Background: Osteogenic-angiogenic coupling is essential for skeletal homeostasis, and its dysregulation constitutes a pathological basis for osteoporosis. This study investigates whether the E3 ubiquitin ligase Mind bomb 2 (MIB2) plays a critical role in this coupling by regulating the deubiquitinase cylindromatosis (CYLD) and oxidative stress.

Methods: Key regulatory factors were identified using integrated bioinformatics analysis. Gain-of-function studies were performed on MC3T3-E1 osteoprogenitors and bEnd.3 endothelial cells through lentiviral transduction. Protein interactions and ubiquitination were assessed using co-immunoprecipitation and ubiquitination assays. Osteogenic differentiation and angiogenic capacity were evaluated by alkaline phosphatase activity assay, Alizarin Red S staining, scratch wound, and tube formation assays. Oxidative stress markers, including reactive oxygen species, malondialdehyde, and glutathione, were measured. Cellular crosstalk was examined using a Transwell co-culture system.

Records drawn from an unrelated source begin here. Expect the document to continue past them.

//! Canonical extracted record: the one schema every extractor fills a subset of.
//!
//! Absence always means "not found". Numeric fields use bounded newtypes whose
//! only constructors check the plausibility range, so a populated value is
//! in range by construction.

use chrono::NaiveDate;
use serde::{Deserialize, Serialize};

use super::enums::{
    AdmissionUrgency, AnaestheticType, FundingStatus, Gender, StayType, TeamRole,
};

/// Value outside the plausibility range of a bounded field.
#[derive(Debug, Clone, PartialEq, thiserror::Error)]
#[error("{field} value {value} outside {min}..={max}")]
pub struct OutOfBounds {
    pub field: &'static str,
    pub value: String,
    pub min: String,
    pub max: String,
}

macro_rules! bounded {
    ($(#[$meta:meta])* $name:ident($inner:ty, $inner_str:literal) in $min:literal ..= $max:literal) => {
        $(#[$meta])*
        #[derive(Debug, Clone, Copy, PartialEq, PartialOrd, Serialize, Deserialize)]
        #[serde(try_from = $inner_str)]
        pub struct $name($inner);

        impl $name {
            pub const MIN: $inner = $min;
            pub const MAX: $inner = $max;

            /// `None` when the value is outside the plausibility range.
            pub fn new(value: $inner) -> Option<Self> {
                (Self::MIN..=Self::MAX).contains(&value).then_some(Self(value))
            }

            pub fn value(&self) -> $inner {
                self.0
            }
        }

        impl TryFrom<$inner> for $name {
            type Error = OutOfBounds;

            fn try_from(value: $inner) -> Result<Self, Self::Error> {
                Self::new(value).ok_or_else(|| OutOfBounds {
                    field: stringify!($name),
                    value: value.to_string(),
                    min: Self::MIN.to_string(),
                    max: Self::MAX.to_string(),
                })
            }
        }
    };
}

bounded!(
    /// ASA physical status, 1–6.
    AsaScore(u8, "u8") in 1 ..= 6
);
bounded!(
    /// Body weight in kilograms.
    WeightKg(f32, "f32") in 20.0 ..= 300.0
);
bounded!(
    /// Height in centimetres.
    HeightCm(f32, "f32") in 100.0 ..= 250.0
);
bounded!(
    /// Estimated blood loss in millilitres.
    BloodLossMl(u32, "u32") in 0 ..= 10_000
);
bounded!(
    /// Tourniquet time in minutes.
    TourniquetMinutes(u32, "u32") in 0 ..= 300
);

#[derive(Debug, Clone, PartialEq, Eq, Serialize, Deserialize)]
#[serde(rename_all = "camelCase")]
pub struct ProcedureEntry {
    pub name: String,
    #[serde(default, skip_serializing_if = "Option::is_none")]
    pub notes: Option<String>,
}

#[derive(Debug, Clone, PartialEq, Eq, Serialize, Deserialize)]
#[serde(rename_all = "camelCase")]
pub struct TeamMember {
    pub name: String,
    pub role: TeamRole,
}

/// Intra-operative details. Times are 24h `HH:MM`.
#[derive(Debug, Clone, Default, PartialEq, Serialize, Deserialize)]
#[serde(rename_all = "camelCase")]
pub struct ClinicalDetails {
    #[serde(default, skip_serializing_if = "Option::is_none")]
    pub operation_start: Option<String>,
    #[serde(default, skip_serializing_if = "Option::is_none")]
    pub operation_end: Option<String>,
    #[serde(default, skip_serializing_if = "Option::is_none")]
    pub blood_loss_ml: Option<BloodLossMl>,
    #[serde(default, skip_serializing_if = "Option::is_none")]
    pub tourniquet_minutes: Option<TourniquetMinutes>,
    #[serde(default, skip_serializing_if = "Option::is_none")]
    pub closure_method: Option<String>,
    #[serde(default, skip_serializing_if = "Option::is_none")]
    pub drains: Option<String>,
    #[serde(default, skip_serializing_if = "Option::is_none")]
    pub post_op_instructions: Option<String>,
}

impl ClinicalDetails {
    pub fn is_empty(&self) -> bool {
        self == &Self::default()
    }
}

/// The merged, partially populated case record returned for human review.
#[derive(Debug, Clone, Default, PartialEq, Serialize, Deserialize)]
#[serde(rename_all = "camelCase")]
pub struct CanonicalRecord {
    #[serde(default, skip_serializing_if = "Option::is_none")]
    pub patient_identifier: Option<String>,
    #[serde(default, skip_serializing_if = "Option::is_none")]
    pub procedure_date: Option<NaiveDate>,
    #[serde(default, skip_serializing_if = "Option::is_none")]
    pub gender: Option<Gender>,
    #[serde(default, skip_serializing_if = "Option::is_none")]
    pub admission_date: Option<NaiveDate>,
    #[serde(default, skip_serializing_if = "Option::is_none")]
    pub discharge_date: Option<NaiveDate>,
    #[serde(default, skip_serializing_if = "Option::is_none")]
    pub admission_urgency: Option<AdmissionUrgency>,
    #[serde(default, skip_serializing_if = "Option::is_none")]
    pub stay_type: Option<StayType>,
    #[serde(default, skip_serializing_if = "Option::is_none")]
    pub asa_score: Option<AsaScore>,
    #[serde(default, skip_serializing_if = "Option::is_none")]
    pub height_cm: Option<HeightCm>,
    #[serde(default, skip_serializing_if = "Option::is_none")]
    pub weight_kg: Option<WeightKg>,
    #[serde(default, skip_serializing_if = "Option::is_none")]
    pub final_diagnosis: Option<String>,
    #[serde(default, skip_serializing_if = "Option::is_none")]
    pub procedures: Option<Vec<ProcedureEntry>>,
    #[serde(default, skip_serializing_if = "Option::is_none")]
    pub operating_team: Option<Vec<TeamMember>>,
    #[serde(default, skip_serializing_if = "Option::is_none")]
    pub clinical_details: Option<ClinicalDetails>,
    #[serde(default, skip_serializing_if = "Option::is_none")]
    pub funding_status: Option<FundingStatus>,
    #[serde(default, skip_serializing_if = "Option::is_none")]
    pub facility: Option<String>,
    #[serde(default, skip_serializing_if = "Option::is_none")]
    pub anaesthetic_type: Option<AnaestheticType>,
    /// `Some(vec![])` when the document explicitly states there were none.
    #[serde(default, skip_serializing_if = "Option::is_none")]
    pub complications: Option<Vec<String>>,
}
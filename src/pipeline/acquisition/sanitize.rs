/// Clean raw OCR output before it is joined with other pages.
/// Strips control characters (newline and tab survive), trims trailing
/// whitespace per line and drops leading/trailing blank lines. Interior blank
/// lines are kept because extractors use them as section boundaries.
pub fn clean_ocr_text(raw: &str) -> String {
    let filtered: String = raw
        .chars()
        .filter(|c| !c.is_control() || *c == '\n' || *c == '\t')
        .collect();

    let lines: Vec<&str> = filtered.lines().map(str::trim_end).collect();
    let start = lines.iter().position(|l| !l.trim().is_empty());
    let end = lines.iter().rposition(|l| !l.trim().is_empty());

    match (start, end) {
        (Some(start), Some(end)) => lines[start..=end].join("\n"),
        _ => String::new(),
    }
}
//! HTTP API for the ingestion service.
//!
//! Routes are nested under `/api/`:
//! - `POST /api/extract`: text or base64 images → processing outcome
//! - `POST /api/complications`: text → complications projection
//! - `GET /api/health`: liveness and OCR worker readiness

pub mod endpoints;
pub mod error;
pub mod router;
pub mod server;
pub mod types;

pub use router::api_router;
pub use types::ApiContext;
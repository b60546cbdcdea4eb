//! Health check endpoint.

use axum::extract::State;
use axum::Json;
use serde::Serialize;

use crate::api::types::ApiContext;
use crate::pipeline::acquisition::WorkerStatus;

#[derive(Serialize)]
#[serde(rename_all = "camelCase")]
pub struct HealthResponse {
    pub status: &'static str,
    pub version: &'static str,
    /// Whether the OCR worker is constructed and idle-ready.
    pub ocr_ready: bool,
    pub ocr_backend: &'static str,
}

/// `GET /api/health`: liveness plus OCR worker readiness. Never starts
/// the worker.
pub async fn check(State(ctx): State<ApiContext>) -> Json<HealthResponse> {
    Json(HealthResponse {
        status: "ok",
        version: crate::config::APP_VERSION,
        ocr_ready: ctx.acquisition.status() == WorkerStatus::Ready,
        ocr_backend: ctx.acquisition.backend(),
    })
}
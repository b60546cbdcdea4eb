use std::sync::LazyLock;

use regex::Regex;

/// Patient identifier: three letters followed by four digits (NHI format).
pub(crate) static IDENTIFIER: LazyLock<Regex> =
    LazyLock::new(|| Regex::new(r"\b[A-Za-z]{3}[0-9]{4}\b").unwrap());

/// First identifier in the text, uppercased.
pub fn extract_identifier(text: &str) -> Option<String> {
    IDENTIFIER.find(text).map(|m| m.as_str().to_ascii_uppercase())
}
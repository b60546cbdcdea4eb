use super::AcquisitionError;

/// Raw OCR result for one image.
#[derive(Debug, Clone)]
pub struct OcrPageResult {
    pub text: String,
    /// Mean recognition confidence, 0.0–1.0.
    pub confidence: f32,
}

/// OCR engine abstraction (allows mocking for tests).
pub trait OcrEngine: Send + Sync {
    fn ocr_image(&self, image_bytes: &[u8]) -> Result<OcrPageResult, AcquisitionError>;
}

/// Builds the shared OCR worker. Construction is assumed expensive and
/// blocking; it is only ever run off the async executor.
pub trait OcrEngineFactory: Send + Sync {
    /// Short backend name for logs.
    fn backend(&self) -> &'static str;

    fn create(&self) -> Result<Box<dyn OcrEngine>, AcquisitionError>;
}
//! `POST /api/extract`: pasted text or photographed pages → case record.
//!
//! Images arrive as base64, optionally wrapped in a data URL. They are
//! decoded and size-checked here, read by the shared OCR worker, and the
//! joined text goes through the same pipeline as pasted text.

use axum::extract::State;
use axum::Json;
use base64::Engine;
use serde::Deserialize;
use uuid::Uuid;

use crate::api::error::ApiError;
use crate::api::types::{ApiContext, RequestLimits};
use crate::pipeline::processor::{process_with_audit, ProcessingOutcome};

#[derive(Debug, Deserialize)]
pub struct ExtractRequest {
    pub text: Option<String>,
    /// Single base64 image or data URL.
    pub image: Option<String>,
    /// Several pages, in reading order.
    pub images: Option<Vec<String>>,
}

/// Where the document text comes from once the request is validated.
#[derive(Debug, PartialEq)]
enum DocumentSource {
    Text(String),
    Images(Vec<Vec<u8>>),
}

/// `POST /api/extract`: run the ingestion pipeline on one document.
pub async fn extract(
    State(ctx): State<ApiContext>,
    Json(payload): Json<ExtractRequest>,
) -> Result<Json<ProcessingOutcome>, ApiError> {
    let request_id = Uuid::new_v4();

    let text = match resolve_source(payload, &ctx.limits)? {
        DocumentSource::Text(text) => text,
        DocumentSource::Images(images) => {
            tracing::info!(%request_id, pages = images.len(), "Acquiring text from images");
            ctx.acquisition.extract_text(images).await?
        }
    };

    let chars = text.chars().count();
    let (outcome, redaction) = tokio::task::spawn_blocking(move || process_with_audit(&text))
        .await
        .map_err(|e| ApiError::Internal(format!("Pipeline task failed: {e}")))?;

    tracing::info!(
        %request_id,
        chars,
        document_type = %outcome.document_type,
        fields = outcome.auto_filled_fields.len(),
        redactions = redaction.redacted_items.len(),
        "Document extracted"
    );
    tracing::debug!(%request_id, redacted = %redaction.redacted_text, "Redacted source");

    Ok(Json(outcome))
}

/// Validate the payload shape and limits without running the pipeline.
fn resolve_source(
    payload: ExtractRequest,
    limits: &RequestLimits,
) -> Result<DocumentSource, ApiError> {
    let mut encoded: Vec<String> = payload.image.into_iter().collect();
    let images_field_present = payload.images.is_some();
    encoded.extend(payload.images.unwrap_or_default());

    let text = payload.text.filter(|t| !t.trim().is_empty());

    match (text, encoded.is_empty()) {
        (Some(_), false) => Err(ApiError::BadRequest(
            "Supply either text or images, not both".into(),
        )),
        (Some(text), true) => Ok(DocumentSource::Text(text)),
        (None, true) if images_field_present => {
            Err(ApiError::BadRequest("Image list is empty".into()))
        }
        (None, true) => Err(ApiError::BadRequest(
            "Request must contain non-empty text or at least one image".into(),
        )),
        (None, false) => decode_images(&encoded, limits).map(DocumentSource::Images),
    }
}

fn decode_images(encoded: &[String], limits: &RequestLimits) -> Result<Vec<Vec<u8>>, ApiError> {
    if encoded.len() > limits.max_images {
        return Err(ApiError::BadRequest(format!(
            "Maximum {} images per request",
            limits.max_images
        )));
    }

    encoded
        .iter()
        .enumerate()
        .map(|(index, data)| {
            let bytes = decode_data_url(data).map_err(|e| {
                ApiError::BadRequest(format!("Invalid image data for page {}: {e}", index + 1))
            })?;
            if bytes.is_empty() {
                return Err(ApiError::BadRequest(format!("Page {} is empty", index + 1)));
            }
            if bytes.len() > limits.max_image_bytes {
                return Err(ApiError::BadRequest(format!(
                    "Page {} exceeds the {} byte size limit ({} bytes)",
                    index + 1,
                    limits.max_image_bytes,
                    bytes.len()
                )));
            }
            Ok(bytes)
        })
        .collect()
}

/// Decode a base64 data URL to raw bytes.
///
/// Handles both `data:image/jpeg;base64,...` and raw base64 strings.
fn decode_data_url(data_url: &str) -> Result<Vec<u8>, String> {
    let base64_data = match data_url.find(',') {
        Some(idx) => &data_url[idx + 1..],
        None => data_url,
    };

    base64::engine::general_purpose::STANDARD
        .decode(base64_data.trim())
        .map_err(|e| format!("Base64 decode failed: {e}"))
}
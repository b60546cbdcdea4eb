use std::sync::Mutex;

use super::types::{OcrEngine, OcrEngineFactory, OcrPageResult};
use super::AcquisitionError;

/// One loaded engine handle, reused for every page. A page that fails
/// drops the handle; the next page loads a fresh one.
#[cfg_attr(not(feature = "ocr"), allow(dead_code))]
struct LoadedHandle<H> {
    slot: Mutex<Option<H>>,
}

#[cfg_attr(not(feature = "ocr"), allow(dead_code))]
impl<H> LoadedHandle<H> {
    fn new(handle: H) -> Self {
        Self {
            slot: Mutex::new(Some(handle)),
        }
    }

    /// Run `page` with the loaded handle, loading one first if a previous
    /// page lost it. `page` hands the handle back on success.
    fn with_handle<R>(
        &self,
        load: impl FnOnce() -> Result<H, AcquisitionError>,
        page: impl FnOnce(H) -> Result<(H, R), AcquisitionError>,
    ) -> Result<R, AcquisitionError> {
        let mut guard = self
            .slot
            .lock()
            .map_err(|_| AcquisitionError::WorkerUnavailable("OCR handle lock poisoned".into()))?;
        let handle = match guard.take() {
            Some(handle) => handle,
            None => load()?,
        };
        let (handle, result) = page(handle)?;
        *guard = Some(handle);
        Ok(result)
    }
}

/// Tesseract OCR engine.
/// Only available when compiled with the `ocr` feature flag.
#[cfg(feature = "ocr")]
pub struct TesseractEngine {
    tessdata_dir: std::path::PathBuf,
    lang: String,
    handle: LoadedHandle<tesseract::Tesseract>,
}

#[cfg(feature = "ocr")]
impl TesseractEngine {
    /// Validate the tessdata directory and load the language data once. The
    /// loaded handle is kept for every later page.
    pub fn new(tessdata_dir: &std::path::Path, lang: &str) -> Result<Self, AcquisitionError> {
        let primary = lang.split('+').next().unwrap_or("eng");
        if !tessdata_dir.join(format!("{primary}.traineddata")).exists() {
            return Err(AcquisitionError::TessdataNotFound(tessdata_dir.to_path_buf()));
        }

        let handle = load_tesseract(tessdata_dir, lang)?;
        tracing::info!(lang = %lang, "Tesseract language data loaded");
        Ok(Self {
            tessdata_dir: tessdata_dir.to_path_buf(),
            lang: lang.to_string(),
            handle: LoadedHandle::new(handle),
        })
    }
}

#[cfg(feature = "ocr")]
fn load_tesseract(
    tessdata_dir: &std::path::Path,
    lang: &str,
) -> Result<tesseract::Tesseract, AcquisitionError> {
    let tessdata_str = tessdata_dir
        .to_str()
        .ok_or_else(|| AcquisitionError::EngineInit("Invalid tessdata path".into()))?;

    tesseract::Tesseract::new(Some(tessdata_str), Some(lang))
        .map_err(|e| AcquisitionError::EngineInit(format!("{e:?}")))
}

#[cfg(feature = "ocr")]
impl OcrEngine for TesseractEngine {
    fn ocr_image(&self, image_bytes: &[u8]) -> Result<OcrPageResult, AcquisitionError> {
        self.handle.with_handle(
            || load_tesseract(&self.tessdata_dir, &self.lang),
            |tess| {
                let mut tess = tess
                    .set_image_from_mem(image_bytes)
                    .map_err(|e| AcquisitionError::OcrProcessing(format!("{e:?}")))?;

                let text = tess
                    .get_text()
                    .map_err(|e| AcquisitionError::OcrProcessing(format!("{e:?}")))?;

                let confidence = tess.mean_text_conf().max(0) as f32 / 100.0;

                Ok((tess, OcrPageResult { text, confidence }))
            },
        )
    }
}

/// Factory for the Tesseract worker.
#[cfg(feature = "ocr")]
pub struct TesseractFactory {
    pub tessdata_dir: std::path::PathBuf,
    pub lang: String,
}

#[cfg(feature = "ocr")]
impl OcrEngineFactory for TesseractFactory {
    fn backend(&self) -> &'static str {
        "tesseract"
    }

    fn create(&self) -> Result<Box<dyn OcrEngine>, AcquisitionError> {
        Ok(Box::new(TesseractEngine::new(&self.tessdata_dir, &self.lang)?))
    }
}

/// Stand-in used when no OCR backend is configured. Every construction
/// fails, so image requests surface an acquisition error while text
/// requests keep working.
pub struct UnavailableOcrFactory {
    pub reason: String,
}

impl UnavailableOcrFactory {
    pub fn new(reason: impl Into<String>) -> Self {
        Self {
            reason: reason.into(),
        }
    }
}

impl OcrEngineFactory for UnavailableOcrFactory {
    fn backend(&self) -> &'static str {
        "unavailable"
    }

    fn create(&self) -> Result<Box<dyn OcrEngine>, AcquisitionError> {
        Err(AcquisitionError::EngineInit(self.reason.clone()))
    }
}

/// Mock OCR engine for unit testing without Tesseract.
pub struct MockOcrEngine {
    /// Fixed text to return. `None` echoes the image bytes as UTF-8.
    pub text: Option<String>,
    pub confidence: f32,
}

impl MockOcrEngine {
    pub fn new(text: &str, confidence: f32) -> Self {
        Self {
            text: Some(text.to_string()),
            confidence,
        }
    }

    /// Returns each image's bytes decoded as text, so tests can "photograph"
    /// a document by sending its text.
    pub fn echo() -> Self {
        Self {
            text: None,
            confidence: 1.0,
        }
    }
}

impl OcrEngine for MockOcrEngine {
    fn ocr_image(&self, image_bytes: &[u8]) -> Result<OcrPageResult, AcquisitionError> {
        let text = match &self.text {
            Some(text) => text.clone(),
            None => String::from_utf8_lossy(image_bytes).into_owned(),
        };
        Ok(OcrPageResult {
            text,
            confidence: self.confidence,
        })
    }
}

/// Factory producing an echoing [`MockOcrEngine`].
pub struct MockOcrFactory;

impl OcrEngineFactory for MockOcrFactory {
    fn backend(&self) -> &'static str {
        "mock"
    }

    fn create(&self) -> Result<Box<dyn OcrEngine>, AcquisitionError> {
        Ok(Box::new(MockOcrEngine::echo()))
    }
}
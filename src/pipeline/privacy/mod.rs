//! Identifier and date matchers, used in two modes: extraction pulls a value
//! out of the original text, redaction replaces every match with a
//! placeholder. Extraction must always run before redaction; a redacted text
//! carries no recoverable identifier.

pub mod dates;
pub mod identifier;
pub mod redact;

#[cfg(test)]
mod audit;

pub use dates::{extract_procedure_date, normalize_date};
pub use identifier::extract_identifier;
pub use redact::{redact, RedactedItem, RedactionResult, DATE_PLACEHOLDER, IDENTIFIER_PLACEHOLDER};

Results: CYLD was identified as a key node regulating both osteogenic and angiogenic processes. Functional studies demonstrated that CYLD overexpression enhanced osteogenic differentiation and angiogenesis while attenuating oxidative stress in both cell types. Mechanistically, MIB2 was identified as an E3 ubiquitin ligase for CYLD, binding CYLD and promoting its ubiquitination and degradation. Rescue experiments confirmed that MIB2 overexpression suppressed osteogenesis and induced oxidative stress (reactive oxygen species (ROS), reduced glutathione (GSH), and malondialdehyde (MDA)) by downregulating CYLD. Co-culture experiments further revealed that disruption of the MIB2–CYLD axis in osteoblasts significantly suppressed endothelial expression of key angiogenic markers (PECAM1, EMCN, and HIF-1α), elevated intracellular ROS, and altered oxidative stress markers in the conditioned medium (GSH and MDA), thereby demonstrating that osteoblast-derived oxidative stress signals impair endothelial function and compromise osteogenic-angiogenic coupling.

Conclusion: MIB2 impairs osteogenic-angiogenic coupling through the ubiquitin-mediated degradation of CYLD, exacerbating oxidative stress and simultaneously suppressing osteogenesis and angiogenesis. These findings provide new insights into the pathogenesis of skeletal disorders and highlight the MIB2-CYLD axis as a potential therapeutic target.